▸ **Exercise aim**
Every record that follows should appear again in your answer, exactly the same.

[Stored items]
━━━━━━━━━━

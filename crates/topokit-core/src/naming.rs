//! Node name expansion.
//!
//! Every provider expands groups through this module so all backends agree
//! on names and on the global node order that port and offset math uses.

use std::collections::HashMap;

use crate::error::TopologyError;
use crate::node::ExpandedNode;
use crate::topology::NodeGroupSpec;

/// Placeholder replaced by the node ordinal in a name pattern.
pub const NAME_PLACEHOLDER: char = '$';

/// Expands `pattern` into `count` node names numbered from `offset + 1`.
///
/// The first `$` in the pattern is replaced by the ordinal. A pattern
/// without a placeholder is used verbatim for a single node and gets the
/// ordinal appended when it has to name more than one.
///
/// # Examples
///
/// ```
/// use topokit_core::expand_name;
///
/// assert_eq!(expand_name("node_$", 3, 0), vec!["node_1", "node_2", "node_3"]);
/// assert_eq!(expand_name("db.$.local", 1, 4), vec!["db.5.local"]);
/// assert_eq!(expand_name("single", 1, 0), vec!["single"]);
/// assert!(expand_name("node_$", 0, 0).is_empty());
/// ```
pub fn expand_name(pattern: &str, count: u32, offset: u32) -> Vec<String> {
    let has_placeholder = pattern.contains(NAME_PLACEHOLDER);

    (1..=count)
        .map(|n| {
            let ordinal = (u64::from(offset) + u64::from(n)).to_string();
            if has_placeholder {
                pattern.replacen(NAME_PLACEHOLDER, &ordinal, 1)
            } else if count == 1 {
                pattern.to_string()
            } else {
                format!("{pattern}{ordinal}")
            }
        })
        .collect()
}

/// Expands every group in declaration order.
///
/// Equivalent to [`expand_groups_from`] with a starting index of zero.
pub fn expand_groups(groups: &[NodeGroupSpec]) -> Result<Vec<ExpandedNode>, TopologyError> {
    expand_groups_from(groups, 0)
}

/// Expands every group, numbering nodes globally from `start`.
///
/// The running counter is threaded through all groups, so the i-th node of
/// the call always has `global_index == start + i`. Names must be unique
/// across the whole call.
pub fn expand_groups_from(
    groups: &[NodeGroupSpec],
    start: usize,
) -> Result<Vec<ExpandedNode>, TopologyError> {
    let mut seen: HashMap<String, usize> = HashMap::new();
    let mut nodes = Vec::new();
    let mut next_index = start;

    for (group_index, group) in groups.iter().enumerate() {
        group.validate()?;

        for name in group.names() {
            if let Some(&first_group) = seen.get(&name) {
                return Err(TopologyError::DuplicateNodeName {
                    name,
                    first_group,
                    second_group: group_index,
                });
            }
            seen.insert(name.clone(), group_index);

            nodes.push(ExpandedNode {
                services: group.services_for(&name).to_vec(),
                name,
                global_index: next_index,
                group_index,
            });
            next_index += 1;
        }
    }

    Ok(nodes)
}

━━━━━━━━━━

▸ **Answer box**
filename crates/topokit-core/src/naming.rs
//! Node name expansion.
//!
//! Every provider expands groups through this module so all backends agree
//! on names and on the global node order that port and offset math uses.

use std::collections::HashMap;

use crate::error::TopologyError;
use crate::node::ExpandedNode;
use crate::topology::NodeGroupSpec;

/// Placeholder replaced by the node ordinal in a name pattern.
pub const NAME_PLACEHOLDER: char = '$';

/// Expands `pattern` into `count` node names numbered from `offset + 1`.
///
/// The first `$` in the pattern is replaced by the ordinal. A pattern
/// without a placeholder is used verbatim for a single node and gets the
/// ordinal appended when it has to name more than one.
///
/// # Examples
///
/// ```
/// use topokit_core::expand_name;
///
/// assert_eq!(expand_name("node_$", 3, 0), vec!["node_1", "node_2", "node_3"]);
/// assert_eq!(expand_name("db.$.local", 1, 4), vec!["db.5.local"]);
/// assert_eq!(expand_name("single", 1, 0), vec!["single"]);
/// assert!(expand_name("node_$", 0, 0).is_empty());
/// ```
pub fn expand_name(pattern: &str, count: u32, offset: u32) -> Vec<String> {
    let has_placeholder = pattern.contains(NAME_PLACEHOLDER);

    (1..=count)
        .map(|n| {
            let ordinal = (u64::from(offset) + u64::from(n)).to_string();
            if has_placeholder {
                pattern.replacen(NAME_PLACEHOLDER, &ordinal, 1)
            } else if count == 1 {
                pattern.to_string()
            } else {
                format!("{pattern}{ordinal}")
            }
        })
        .collect()
}

/// Expands every group in declaration order.
///
/// Equivalent to [`expand_groups_from`] with a starting index of zero.
pub fn expand_groups(groups: &[NodeGroupSpec]) -> Result<Vec<ExpandedNode>, TopologyError> {
    expand_groups_from(groups, 0)
}

/// Expands every group, numbering nodes globally from `start`.
///
/// The running counter is threaded through all groups, so the i-th node of
/// the call always has `global_index == start + i`. Names must be unique
/// across the whole call.
pub fn expand_groups_from(
    groups: &[NodeGroupSpec],
    start: usize,
) -> Result<Vec<ExpandedNode>, TopologyError> {
    let mut seen: HashMap<String, usize> = HashMap::new();
    let mut nodes = Vec::new();
    let mut next_index = start;

    for (group_index, group) in groups.iter().enumerate() {
        group.validate()?;

        for name in group.names() {
            if let Some(&first_group) = seen.get(&name) {
                return Err(TopologyError::DuplicateNodeName {
                    name,
                    first_group,
                    second_group: group_index,
                });
            }
            seen.insert(name.clone(), group_index);

            nodes.push(ExpandedNode {
                services: group.services_for(&name).to_vec(),
                name,
                global_index: next_index,
                group_index,
            });
            next_index += 1;
        }
    }

    Ok(nodes)
}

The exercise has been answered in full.